> [Problem to work on]: Copies of all lines containing the string "trace" are needed from the data below.

'''

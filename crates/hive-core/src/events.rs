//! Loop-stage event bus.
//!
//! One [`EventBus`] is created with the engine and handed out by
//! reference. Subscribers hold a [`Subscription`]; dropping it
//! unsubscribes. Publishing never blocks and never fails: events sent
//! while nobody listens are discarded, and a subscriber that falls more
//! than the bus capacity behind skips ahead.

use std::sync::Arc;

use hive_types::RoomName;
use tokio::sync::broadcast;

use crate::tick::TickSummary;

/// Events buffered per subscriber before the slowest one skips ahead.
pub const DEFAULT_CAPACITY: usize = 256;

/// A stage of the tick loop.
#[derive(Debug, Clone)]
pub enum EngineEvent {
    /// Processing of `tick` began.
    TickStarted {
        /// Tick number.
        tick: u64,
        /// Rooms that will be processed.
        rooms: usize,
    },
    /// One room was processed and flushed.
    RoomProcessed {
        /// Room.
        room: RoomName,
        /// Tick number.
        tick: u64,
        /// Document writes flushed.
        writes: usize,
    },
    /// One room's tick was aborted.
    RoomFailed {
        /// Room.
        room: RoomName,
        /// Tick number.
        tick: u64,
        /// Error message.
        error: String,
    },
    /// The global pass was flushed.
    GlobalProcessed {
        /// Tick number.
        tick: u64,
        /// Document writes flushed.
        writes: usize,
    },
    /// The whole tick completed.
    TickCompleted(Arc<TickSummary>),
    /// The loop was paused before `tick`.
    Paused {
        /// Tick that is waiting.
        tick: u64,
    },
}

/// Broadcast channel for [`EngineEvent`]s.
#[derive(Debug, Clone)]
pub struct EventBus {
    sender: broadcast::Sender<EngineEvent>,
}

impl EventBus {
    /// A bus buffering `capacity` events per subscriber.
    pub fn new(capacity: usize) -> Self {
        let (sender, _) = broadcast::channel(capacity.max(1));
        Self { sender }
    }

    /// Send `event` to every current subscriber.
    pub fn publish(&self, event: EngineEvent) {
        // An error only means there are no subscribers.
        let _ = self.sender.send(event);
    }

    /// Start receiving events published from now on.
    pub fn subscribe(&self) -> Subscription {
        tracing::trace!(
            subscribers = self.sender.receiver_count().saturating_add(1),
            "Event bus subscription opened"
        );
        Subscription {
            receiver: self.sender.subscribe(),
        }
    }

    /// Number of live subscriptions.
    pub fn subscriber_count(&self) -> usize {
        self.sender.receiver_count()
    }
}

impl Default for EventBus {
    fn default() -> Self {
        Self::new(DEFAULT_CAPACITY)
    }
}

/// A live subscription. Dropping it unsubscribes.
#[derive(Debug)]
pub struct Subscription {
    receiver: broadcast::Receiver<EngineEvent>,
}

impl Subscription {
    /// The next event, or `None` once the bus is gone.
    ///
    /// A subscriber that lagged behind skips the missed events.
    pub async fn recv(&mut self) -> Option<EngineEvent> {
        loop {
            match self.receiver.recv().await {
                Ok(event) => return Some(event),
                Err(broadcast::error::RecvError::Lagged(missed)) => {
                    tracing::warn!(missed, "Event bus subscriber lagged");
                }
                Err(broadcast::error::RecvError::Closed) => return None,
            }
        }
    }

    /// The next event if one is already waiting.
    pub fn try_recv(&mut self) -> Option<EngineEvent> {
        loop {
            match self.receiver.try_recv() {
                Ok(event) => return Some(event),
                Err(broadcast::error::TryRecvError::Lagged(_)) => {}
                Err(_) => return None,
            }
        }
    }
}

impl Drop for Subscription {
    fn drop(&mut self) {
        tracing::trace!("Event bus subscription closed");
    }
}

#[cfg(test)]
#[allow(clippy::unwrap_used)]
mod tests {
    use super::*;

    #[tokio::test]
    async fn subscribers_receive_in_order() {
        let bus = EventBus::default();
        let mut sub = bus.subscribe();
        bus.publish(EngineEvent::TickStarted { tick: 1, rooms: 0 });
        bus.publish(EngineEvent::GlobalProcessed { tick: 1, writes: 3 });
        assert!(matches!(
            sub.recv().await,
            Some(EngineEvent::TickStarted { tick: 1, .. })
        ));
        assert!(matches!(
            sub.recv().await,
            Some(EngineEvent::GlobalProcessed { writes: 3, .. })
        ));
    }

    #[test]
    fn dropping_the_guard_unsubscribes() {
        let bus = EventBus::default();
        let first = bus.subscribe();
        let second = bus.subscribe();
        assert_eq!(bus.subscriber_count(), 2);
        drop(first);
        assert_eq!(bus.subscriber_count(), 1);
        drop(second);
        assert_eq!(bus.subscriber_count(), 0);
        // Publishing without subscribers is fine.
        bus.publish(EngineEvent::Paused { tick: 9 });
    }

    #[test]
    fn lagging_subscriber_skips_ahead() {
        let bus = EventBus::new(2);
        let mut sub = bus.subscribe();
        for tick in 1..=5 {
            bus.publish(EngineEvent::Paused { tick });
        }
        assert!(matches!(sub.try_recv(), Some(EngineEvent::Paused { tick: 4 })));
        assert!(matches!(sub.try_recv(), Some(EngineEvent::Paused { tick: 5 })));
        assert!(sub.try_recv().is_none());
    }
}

'''

> [Output below]:
        tracing::trace!(
        tracing::trace!("Event bus subscription closed");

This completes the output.